Analysis of copy loss and gain variations in Holstein cattle autosomes using BeadChip SNPs
© Seroussi et al; licensee BioMed Central Ltd. 2010
Received: 17 May 2010
Accepted: 29 November 2010
Published: 29 November 2010
Skip to main content
© Seroussi et al; licensee BioMed Central Ltd. 2010
Received: 17 May 2010
Accepted: 29 November 2010
Published: 29 November 2010
Copy number variation (CNV) has been recently identified in human and other mammalian genomes, and there is a growing awareness of CNV's potential as a major source for heritable variation in complex traits. Genomic selection is a newly developed tool based on the estimation of breeding values for quantitative traits through the use of genome-wide genotyping of SNPs. Over 30,000 Holstein bulls have been genotyped with the Illumina BovineSNP50 BeadChip, which includes 54,001 SNPs (~SNP/50,000 bp), some of which fall within CNV regions.
We used the BeadChip data obtained for 912 Israeli bulls to investigate the effects of CNV on SNP calls. For each of the SNPs, we estimated the frequencies of occurrence of loss of heterozygosity (LOH) and of gain, based either on deviation from the expected Hardy-Weinberg equilibrium (HWE) or on signal intensity (SI) using the PennCNV "detect" option. Correlations between LOH/CNV frequencies predicted by the two methods were low (up to r = 0.08). Nevertheless, 418 locations displayed significantly high frequencies by both methods. Efficiency of designating large genomic clusters of olfactory receptors as CNVs was 29%. Frequency values for copy loss were distinguishable in non-autosomal regions, indicating misplacement of a region in the current BTA7 map. Analysis of BTA18 placed major quantitative trait loci affecting net merit in the US Holstein population in regions rich in segmental duplications and CNVs. Enrichment of transporters in CNV loci suggested their potential effect on milk-production traits.
Expansion of HWE and PennCNV analyses allowed estimating LOH/CNV frequencies, and combining the two methods yielded more sensitive detection of inherited CNVs and better estimation of their possible effects on cattle genetics. Although this approach was more effective than methodologies previously applied in cattle, it has severe limitations. Thus the number of CNVs reported here for the Holstein breed may represent as little as one-tenth of inherited common structural variation.

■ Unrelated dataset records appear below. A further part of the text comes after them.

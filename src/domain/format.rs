use std::{fmt, str::FromStr};

use serde::Deserialize;
use thiserror::Error;

/// Image formats the mermaid CLI can emit.
#[derive(Debug, Clone, Copy, Default, PartialEq, Eq, Hash, Deserialize, clap::ValueEnum)]
#[serde(rename_all = "lowercase")]
pub enum OutputFormat {
    #[default]
    Svg,
    Png,
    Pdf,
}

#[derive(Debug, Error, PartialEq, Eq)]
#[error("unsupported output format `{0}` (expected svg, png or pdf)")]
pub struct UnknownFormat(pub String);

impl OutputFormat {
    /// Name passed to `--outputFormat` and mixed into the cache key.
    pub fn as_str(self) -> &'static str {
        match self {
            OutputFormat::Svg => "svg",
            OutputFormat::Png => "png",
            OutputFormat::Pdf => "pdf",
        }
    }

    pub fn extension(self) -> &'static str {
        self.as_str()
    }

    pub fn mime_type(self) -> &'static str {
        match self {
            OutputFormat::Svg => "image/svg+xml",
            OutputFormat::Png => "image/png",
            OutputFormat::Pdf => "application/pdf",
        }
    }

    /// Post-processing filters only understand vector output.
    pub fn is_vector(self) -> bool {
        matches!(self, OutputFormat::Svg)
    }
}

impl fmt::Display for OutputFormat {
    fn fmt(&self, f: &mut fmt::Formatter<'_>) -> fmt::Result {
        f.write_str(self.as_str())
    }
}

impl FromStr for OutputFormat {
    type Err = UnknownFormat;

    fn from_str(value: &str) -> Result<Self, Self::Err> {
        match value.trim().to_ascii_lowercase().as_str() {
            "svg" => Ok(OutputFormat::Svg),
            "png" => Ok(OutputFormat::Png),
            "pdf" => Ok(OutputFormat::Pdf),
            _ => Err(UnknownFormat(value.to_string())),
        }
    }
}

#[cfg(test)]
mod tests {
    use super::*;

    #[test]
    fn parses_case_insensitively() {
        assert_eq!("SVG".parse::<OutputFormat>(), Ok(OutputFormat::Svg));
        assert_eq!(" png ".parse::<OutputFormat>(), Ok(OutputFormat::Png));
        assert_eq!("pdf".parse::<OutputFormat>(), Ok(OutputFormat::Pdf));
    }

    #[test]
    fn rejects_unknown_formats() {
        let err = "gif".parse::<OutputFormat>().expect_err("gif is unsupported");
        assert_eq!(err, UnknownFormat("gif".to_string()));
    }

    #[test]
    fn only_svg_is_vector() {
        assert!(OutputFormat::Svg.is_vector());
        assert!(!OutputFormat::Png.is_vector());
        assert!(!OutputFormat::Pdf.is_vector());
    }
}
/// Passcode prompt and alert overlays
use iced::widget::{button, center, column, container, mouse_area, opaque, row, stack, text, text_input};
use iced::{border, Color, Element, Length, Theme};

use crate::Message;

/// Darken `base` and show `content` on top; clicking outside sends `on_blur`
pub fn modal<'a>(
    base: Element<'a, Message>,
    content: Element<'a, Message>,
    on_blur: Message,
) -> Element<'a, Message> {
    stack![
        base,
        opaque(
            mouse_area(center(opaque(content)).style(|_theme| container::Style {
                background: Some(
                    Color {
                        a: 0.8,
                        ..Color::BLACK
                    }
                    .into(),
                ),
                ..container::Style::default()
            }))
            .on_press(on_blur)
        )
    ]
    .into()
}

/// Asks for the admin passcode before deleting
pub fn passcode(input: &str) -> Element<'_, Message> {
    let field = text_input("Passwort", input)
        .secure(true)
        .on_input(Message::PasscodeChanged)
        .on_submit(Message::SubmitPasscode)
        .padding(8);

    let actions = row![
        button(text("Abbrechen"))
            .style(button::secondary)
            .on_press(Message::CancelPasscode),
        button(text("Löschen"))
            .style(button::danger)
            .on_press(Message::SubmitPasscode),
    ]
    .spacing(12);

    dialog(
        column![
            text("Admin-Passwort zum Löschen erforderlich").size(16),
            field,
            actions,
        ]
        .spacing(16)
        .into(),
    )
}

/// A message with a single OK button
pub fn alert(message: &str) -> Element<'_, Message> {
    dialog(
        column![
            text(message).size(16),
            button(text("OK")).on_press(Message::DismissAlert),
        ]
        .spacing(16)
        .into(),
    )
}

fn dialog(content: Element<'_, Message>) -> Element<'_, Message> {
    container(content)
        .width(Length::Fixed(360.0))
        .padding(24)
        .style(|theme: &Theme| container::Style {
            background: Some(theme.palette().background.into()),
            border: border::rounded(4),
            ..container::Style::default()
        })
        .into()
}
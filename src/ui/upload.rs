use iced::widget::{button, column, container, text, text_input};
use iced::{Alignment, Element, Length};

use crate::Message;

/// State of the "Moment teilen" form
#[derive(Debug, Clone, Default)]
pub struct UploadForm {
    pub guest_name: String,
    /// A file is being read; the choose button is disabled meanwhile
    pub is_uploading: bool,
}

impl UploadForm {
    /// Reset after a successful upload
    pub fn finish(&mut self) {
        self.is_uploading = false;
        self.guest_name.clear();
    }
}

pub fn view(form: &UploadForm) -> Element<'_, Message> {
    let name = column![
        text("DEIN NAME").size(11),
        text_input("Wer lädt hoch?", &form.guest_name)
            .on_input(Message::GuestNameChanged)
            .padding(8),
    ]
    .spacing(4);

    let label = if form.is_uploading {
        "VERARBEITUNG..."
    } else {
        "FOTO ODER VIDEO WÄHLEN"
    };

    let choose = button(container(text(label).size(14)).center_x(Length::Fill))
        .width(Length::Fill)
        .padding([16, 24])
        .style(button::secondary)
        .on_press_maybe((!form.is_uploading).then_some(Message::ChooseFile));

    container(
        column![
            text("MOMENT TEILEN").size(20),
            column![name, choose].spacing(24),
        ]
        .spacing(24)
        .align_x(Alignment::Center),
    )
    .padding(32)
    .max_width(640.0)
    .style(container::rounded_box)
    .into()
}

#[cfg(test)]
mod tests {
    use super::*;

    #[test]
    fn test_finish_clears_name() {
        let mut form = UploadForm {
            guest_name: "Tante Uschi".to_string(),
            is_uploading: true,
        };
        form.finish();
        assert!(form.guest_name.is_empty());
        assert!(!form.is_uploading);
    }
}
/// State management module
///
/// This module handles all application state, including:
/// - The key-value store standing in for local storage (library.rs)
/// - Shared data structures (data.rs)
/// - The persisted media collection (gallery.rs)
/// - Lightbox cursor and swipe tracking (lightbox.rs)
/// - The passcode prompt in front of deletions (delete_gate.rs)

pub mod data;
pub mod delete_gate;
pub mod gallery;
pub mod library;
pub mod lightbox;
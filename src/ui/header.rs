use iced::widget::{column, container, text};
use iced::{Alignment, Element, Length};

use crate::config::EventConfig;
use crate::Message;

/// Couple initials in a bordered box with the full names below
pub fn view(event: &EventConfig) -> Element<'_, Message> {
    let initials = container(text(&event.initials).size(72))
        .padding(16)
        .style(container::bordered_box);

    container(
        column![initials, text(event.couple_names.to_uppercase()).size(14)]
            .spacing(24)
            .align_x(Alignment::Center),
    )
    .width(Length::Fill)
    .padding([48, 24])
    .center_x(Length::Fill)
    .into()
}
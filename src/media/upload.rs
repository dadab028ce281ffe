/// Upload flow
///
/// Turns a picked file plus the guest's name into a new `MediaItem`:
/// validate, read into a data URL, grab a video thumbnail if possible,
/// and optionally caption the photo.
use std::path::{Path, PathBuf};

use super::{data_url, thumbnail};
use crate::caption::CaptionService;
use crate::config::MediaConfig;
use crate::error::UploadError;
use crate::state::data::{new_item_id, now_millis, MediaItem, MediaType};

/// Fallback when the extension is unknown; always rejected as upload
const UNKNOWN_MIME: &str = "application/octet-stream";

/// Extensions the file picker offers and their MIME types
const MIME_TYPES: &[(&str, &str)] = &[
    // Photos
    ("jpg", "image/jpeg"),
    ("jpeg", "image/jpeg"),
    ("png", "image/png"),
    ("gif", "image/gif"),
    ("webp", "image/webp"),
    ("bmp", "image/bmp"),
    ("heic", "image/heic"),
    ("heif", "image/heif"),
    ("avif", "image/avif"),
    ("tif", "image/tiff"),
    ("tiff", "image/tiff"),
    // Videos
    ("mp4", "video/mp4"),
    ("m4v", "video/x-m4v"),
    ("mov", "video/quicktime"),
    ("webm", "video/webm"),
    ("mkv", "video/x-matroska"),
    ("avi", "video/x-msvideo"),
    ("3gp", "video/3gpp"),
];

/// Extensions for the native file picker filter
pub fn supported_extensions() -> Vec<&'static str> {
    MIME_TYPES.iter().map(|(ext, _)| *ext).collect()
}

/// What the guest submitted
#[derive(Debug, Clone)]
pub struct UploadRequest {
    pub guest_name: String,
    pub path: PathBuf,
}

impl MediaType {
    /// Classify a MIME type; anything other than a photo or video is refused
    pub fn from_mime(mime: &str) -> Result<Self, UploadError> {
        if mime.starts_with("image/") {
            Ok(MediaType::Image)
        } else if mime.starts_with("video/") {
            Ok(MediaType::Video)
        } else {
            Err(UploadError::UnsupportedType(mime.to_string()))
        }
    }
}

/// The trimmed display name, or `MissingName` if nothing is left
pub fn validate_guest_name(name: &str) -> Result<&str, UploadError> {
    let trimmed = name.trim();
    if trimmed.is_empty() {
        Err(UploadError::MissingName)
    } else {
        Ok(trimmed)
    }
}

/// Guess the MIME type from the file extension
pub fn detect_mime(path: &Path) -> &'static str {
    let Some(extension) = path.extension() else {
        return UNKNOWN_MIME;
    };
    let ext = extension.to_string_lossy().to_lowercase();

    MIME_TYPES
        .iter()
        .find(|(known, _)| *known == ext)
        .map(|(_, mime)| *mime)
        .unwrap_or(UNKNOWN_MIME)
}

/// Validate the request and build the new gallery item.
///
/// Validation happens before any file access, so a rejected upload
/// touches nothing.
pub async fn prepare_upload(
    request: UploadRequest,
    media: MediaConfig,
    captions: Option<CaptionService>,
) -> Result<MediaItem, UploadError> {
    let guest_name = validate_guest_name(&request.guest_name)?.to_string();
    let mime = detect_mime(&request.path);
    let media_type = MediaType::from_mime(mime)?;

    let bytes = tokio::fs::read(&request.path)
        .await
        .map_err(|e| UploadError::Read(e.to_string()))?;

    let thumbnail = match media_type {
        MediaType::Video => match thumbnail::capture_video_frame(request.path.clone(), media).await {
            Ok(url) => Some(url),
            Err(e) => {
                tracing::warn!(error = %e, "Could not generate thumbnail");
                None
            }
        },
        MediaType::Image => None,
    };

    let url = data_url::encode(mime, &bytes);

    let caption = match (&captions, media_type) {
        (Some(service), MediaType::Image) if service.is_enabled() => {
            let payload = data_url::payload(&url).unwrap_or_default();
            service.generate_wedding_caption(payload, mime).await
        }
        _ => String::new(),
    };

    tracing::info!(
        "📤 Prepared {:?} upload from {} ({} KB)",
        media_type,
        guest_name,
        bytes.len() / 1024
    );

    Ok(MediaItem {
        id: new_item_id(),
        url,
        thumbnail,
        media_type,
        caption,
        guest_name,
        timestamp: now_millis(),
    })
}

The Holstein-Friesian breed is the world's highest-producing dairy cattle; much of its outstanding milk production was gained by selection of elite artificial insemination (AI) bulls based on breeding values that were estimated by progeny testing. Genomic selection is a newly developed tool for the estimation of breeding values through the use of genome-wide genotyping of single nucleotide polymorphisms (SNPs). Over 30,000 Holstein bulls have been genotyped with the Illumina BovineSNP50 BeadChip , which includes 54,001 SNPs (~SNP/50,000 bp). This chip may capture any genetic variance that is genetically linked to these markers, as well as copy number variations (CNVs) [2, 3]. A CNV is a structural variation, including deletion, duplication, translocation or inversion. CNV has been recently identified in human and other mammalian genomes, and it is now recognized that CNV might be a major source of heritable variation in complex traits . In humans, over 14,478 CNV loci have been recorded based on 89,427 different entries that cover about one-third of the genome. Of these entries, 65% include CNVs that range mostly between 1 and 10 kb and 34% are indels in the range of 100 bp to 1 kb http://projects.tcag.ca/variation/. CNV regions (CNVRs) encompassing adjacent or overlapping losses or gains cover 12% of the human genome. Hence, this source of variation has more nucleotide content per genome than SNPs . However, assuming an average spontaneous CNV mutation rate of 1/10,000 per locus , it is expected that a considerable portion of the reported entries arise from de novo CNVs of a sporadic nature.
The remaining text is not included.